Scan Compressed Files Parent topic

PortalProtect can scan and block compressed files according to how you configure the scanning options. When PortalProtect detects a virus, it blocks the file or executes a pre-configured action.
Note
Note
PortalProtect cannot clean a virus if the compression layer is greater than 1. However, you can configure PortalProtect to block and quarantine or scan and delete compressed files.
Compression and archiving are among the most common methods of file storage, especially for file transfers - like email attachments, FTP, and HTTP. Compressed files must first be decompressed before any virus detection can occur.
Recognizing the importance of decompression for detecting viruses, Trend Micro is committed to supporting all major decompression routines, present and future.

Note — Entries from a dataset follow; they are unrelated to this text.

//! # CLI Command Implementations

use super::wizard::{WizardExit, run_terminal_wizard};
use crate::api::{self, AppState, HttpSettings, RecordJson};
use crate::config::{BackendKind, Settings};
use formstep_core::{
    Account, Record, RecordId, RecordStore, StepId, StorageBackend, WizardController,
    WizardError, formats::MAX_SNAPSHOT_SIZE, primitives::APPLICATION_BUNDLE, store_from_bytes,
    store_to_bytes,
};
use std::path::Path;

// =============================================================================
// SERVER COMMAND
// =============================================================================

/// Start the HTTP server.
pub async fn cmd_server(settings: &Settings) -> Result<(), WizardError> {
    let store = load_store(&settings.database, settings.backend)?;
    let controller = WizardController::new().with_link_base(settings.edit_link_base.clone());

    let mut state = AppState::new(store, controller);
    if settings.backend == BackendKind::File {
        state = state.with_snapshot(settings.database.clone());
    }

    println!("formstep Application Wizard Starting...");
    println!();
    println!("Configuration:");
    println!("  Host:     {}", settings.host);
    println!("  Port:     {}", settings.port);
    println!("  Backend:  {}", settings.backend);
    println!("  Database: {}", settings.database.display());
    println!();
    println!("Endpoints:");
    println!("  POST /application                - Start a new application");
    println!("  POST /application/{{id}}/edit      - Edit a saved application");
    println!("  GET  /application/{{id}}           - Show a saved application");
    println!("  GET  /applications               - List saved applications");
    println!("  GET  /wizard/{{session}}           - Current wizard step");
    println!("  POST /wizard/{{session}}/navigate  - next / previous / jump / submit");
    println!("  DELETE /wizard/{{session}}         - Abandon a session");
    println!("  GET  /health                     - Health check");
    println!();
    println!("Press Ctrl+C to stop");
    println!();

    api::run_server(&settings.bind_addr(), state, &HttpSettings::from(settings)).await
}

// =============================================================================
// INIT COMMAND
// =============================================================================

/// Initialize a new database.
pub fn cmd_init(settings: &Settings, force: bool) -> Result<(), WizardError> {
    let path = &settings.database;
    if path.exists() {
        if !force {
            return Err(WizardError::Config(
                "Database already exists. Use --force to overwrite.".to_string(),
            ));
        }
        std::fs::remove_file(path)
            .map_err(|e| WizardError::Io(format!("Remove {}: {}", path.display(), e)))?;
    }

    match settings.backend {
        BackendKind::Redb => {
            let _store = StorageBackend::with_redb(path)?;
            println!("Initialized new redb database at {}", path.display());
        }
        BackendKind::File => {
            save_store(&StorageBackend::default(), path)?;
            println!("Initialized new file database at {}", path.display());
        }
    }

    Ok(())
}

// =============================================================================
// LIST / SHOW COMMANDS
// =============================================================================

/// List saved applications.
pub fn cmd_list(settings: &Settings, json_mode: bool) -> Result<(), WizardError> {
    let store = load_store(&settings.database, settings.backend)?;
    let records = store.list()?;

    if json_mode {
        let output: Vec<RecordJson> = records.iter().map(RecordJson::from).collect();
        println!("{}", serde_json::to_string_pretty(&output).unwrap_or_default());
        return Ok(());
    }

    if records.is_empty() {
        println!("No saved applications in {}", settings.database.display());
        return Ok(());
    }

    println!("{:>6}  {:>8}  Title", "Id", "Owner");
    for record in &records {
        println!(
            "{:>6}  {:>8}  {}",
            record.id().map(|id| id.to_string()).unwrap_or_default(),
            record.owner().map(|u| u.0.to_string()).unwrap_or_default(),
            record.title().unwrap_or("-")
        );
    }
    println!();
    println!("{} application(s)", records.len());

    Ok(())
}

/// Show a saved application, labelled the way the review step shows it.
pub fn cmd_show(settings: &Settings, json_mode: bool, id: u64) -> Result<(), WizardError> {
    let store = load_store(&settings.database, settings.backend)?;
    let record = store.load(RecordId(id))?;

    if json_mode {
        println!(
            "{}",
            serde_json::to_string_pretty(&RecordJson::from(&record)).unwrap_or_default()
        );
        return Ok(());
    }

    print!("{}", describe_record(&record));
    Ok(())
}

/// Text rendering of a saved record.
pub fn describe_record(record: &Record) -> String {
    let mut out = String::new();
    out.push_str(&format!(
        "Application {}\n",
        record.id().map(|id| id.to_string()).unwrap_or_else(|| "(draft)".to_string())
    ));
    out.push_str(&format!("Title: {}\n", record.title().unwrap_or("-")));
    out.push_str(&format!(
        "Owner: {}\n",
        record.owner().map(|u| u.0.to_string()).unwrap_or_else(|| "-".to_string())
    ));

    let review = WizardController::new()
        .registry()
        .resolve(StepId::Review)
        .populate_surface(record);
    for section in &review.sections {
        out.push_str(&format!("\n{}\n", section.title));
        for item in &section.items {
            out.push_str(&format!("  {}: {}\n", item.label, item.value));
        }
    }
    out
}

// =============================================================================
// TERMINAL WIZARD COMMANDS
// =============================================================================

/// Fill in a new application on stdin/stdout.
pub fn cmd_apply(settings: &Settings, json_mode: bool, user: &Account) -> Result<(), WizardError> {
    let mut store = load_store(&settings.database, settings.backend)?;
    let draft = store.new_draft(APPLICATION_BUNDLE);
    run_on_terminal(settings, json_mode, &mut store, draft, user)
}

/// Re-open a saved application on stdin/stdout.
pub fn cmd_edit(
    settings: &Settings,
    json_mode: bool,
    id: u64,
    user: &Account,
) -> Result<(), WizardError> {
    let mut store = load_store(&settings.database, settings.backend)?;
    let record = store.load(RecordId(id))?;
    run_on_terminal(settings, json_mode, &mut store, record, user)
}

fn run_on_terminal(
    settings: &Settings,
    json_mode: bool,
    store: &mut StorageBackend,
    record: Record,
    user: &Account,
) -> Result<(), WizardError> {
    let controller = WizardController::new().with_link_base(settings.edit_link_base.clone());
    let stdin = std::io::stdin();
    let mut input = stdin.lock();
    let mut output = std::io::stdout().lock();

    let exit = run_terminal_wizard(&controller, record, store, user, &mut input, &mut output)?;

    match exit {
        WizardExit::Submitted(result) => {
            save_store(store, &settings.database)?;
            if json_mode {
                println!("{}", serde_json::to_string_pretty(&result).unwrap_or_default());
            }
            Ok(())
        }
        WizardExit::Cancelled => {
            tracing::info!("Wizard cancelled, nothing saved");
            Ok(())
        }
    }
}

// =============================================================================
// HELPER FUNCTIONS
// =============================================================================

/// Open the store at `path` with the given backend.
///
/// A missing snapshot file means an empty store.
pub fn load_store(path: &Path, backend: BackendKind) -> Result<StorageBackend, WizardError> {
    match backend {
        BackendKind::Redb => StorageBackend::with_redb(path),
        BackendKind::File => {
            if !path.exists() {
                return Ok(StorageBackend::default());
            }

            let metadata = std::fs::metadata(path)
                .map_err(|e| WizardError::Io(format!("Cannot read file metadata: {}", e)))?;
            if metadata.len() > MAX_SNAPSHOT_SIZE as u64 {
                return Err(WizardError::Serialization(format!(
                    "File size {} bytes exceeds maximum allowed {} bytes",
                    metadata.len(),
                    MAX_SNAPSHOT_SIZE
                )));
            }

            let data = std::fs::read(path)
                .map_err(|e| WizardError::Io(format!("Read {}: {}", path.display(), e)))?;
            Ok(StorageBackend::InMemory(store_from_bytes(&data)?))
        }
    }
}

/// Write the store back to `path`.
///
/// redb commits on every write, so only the file backend has work to do.
/// The snapshot goes to a sibling temp file first and is renamed into place.
pub fn save_store(store: &StorageBackend, path: &Path) -> Result<(), WizardError> {
    let Some(memory) = store.memory() else {
        return Ok(());
    };

    let data = store_to_bytes(memory)?;
    let tmp = path.with_extension("tmp");
    std::fs::write(&tmp, &data)
        .map_err(|e| WizardError::Io(format!("Write {}: {}", tmp.display(), e)))?;
    std::fs::rename(&tmp, path)
        .map_err(|e| WizardError::Io(format!("Replace {}: {}", path.display(), e)))?;

    tracing::debug!(path = %path.display(), bytes = data.len(), "Snapshot written");
    Ok(())
}

// =============================================================================
// TESTS
// =============================================================================

#[cfg(test)]
mod tests {
    use super::*;
    use formstep_core::steps::{FIRST_NAME, TELEPHONE};

    #[test]
    fn missing_snapshot_is_an_empty_store() {
        let dir = tempfile::tempdir().expect("tempdir");
        let store = load_store(&dir.path().join("none.fstp"), BackendKind::File).expect("load");
        assert!(!store.is_persistent());
        assert!(store.list().expect("list").is_empty());
    }

    #[test]
    fn file_store_survives_save_and_load() {
        let dir = tempfile::tempdir().expect("tempdir");
        let path = dir.path().join("apps.fstp");

        let mut store = StorageBackend::default();
        let mut record = Record::draft(APPLICATION_BUNDLE);
        record.set(FIRST_NAME, "Jane");
        let id = store.save(&record).expect("save");
        save_store(&store, &path).expect("write");

        let reloaded = load_store(&path, BackendKind::File).expect("load");
        assert_eq!(reloaded.load(id).expect("record").get(FIRST_NAME), Some("Jane"));
        assert!(!path.with_extension("tmp").exists());
    }

    #[test]
    fn corrupt_snapshot_is_rejected() {
        let dir = tempfile::tempdir().expect("tempdir");
        let path = dir.path().join("apps.fstp");
        std::fs::write(&path, b"not a snapshot").expect("write");

        assert!(matches!(
            load_store(&path, BackendKind::File),
            Err(WizardError::Serialization(_))
        ));
    }

    #[test]
    fn describe_uses_review_labels() {
        let mut record = Record::draft(APPLICATION_BUNDLE);
        record.set(TELEPHONE, "555-0100");
        record.set_title("jdoe");

        let text = describe_record(&record);
        assert!(text.contains("Application (draft)"));
        assert!(text.contains("Title: jdoe"));
        assert!(text.contains("Contact Details"));
        assert!(text.contains("  Telephone: 555-0100"));
    }
}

PortalProtect currently supports the following compression types:
  • Extraction–used when multiple files have been compressed or archived into a single file: PKZIP, LHA, LZH, ARJ, MIME, MSCF, TAR, GZIP, BZIP2, RAR, AMG, and ACE.
  • Expansion–used when only a single file has been compressed or archived into a single file: PKLITE, PKLITE32, LZEXE, DIET, ASPACK, UPX, MSCOMP, LZW, MACBIN, Petite, PEPack, and WWPack.
  • Decoding–used when a file has been converted from binary to ASCII, a method that is widely employed by email systems: UUCODE and BINHEX.
For other compression file types, PortalProtect scans the entire compressed file, rather than each individual file contained within the compressed file.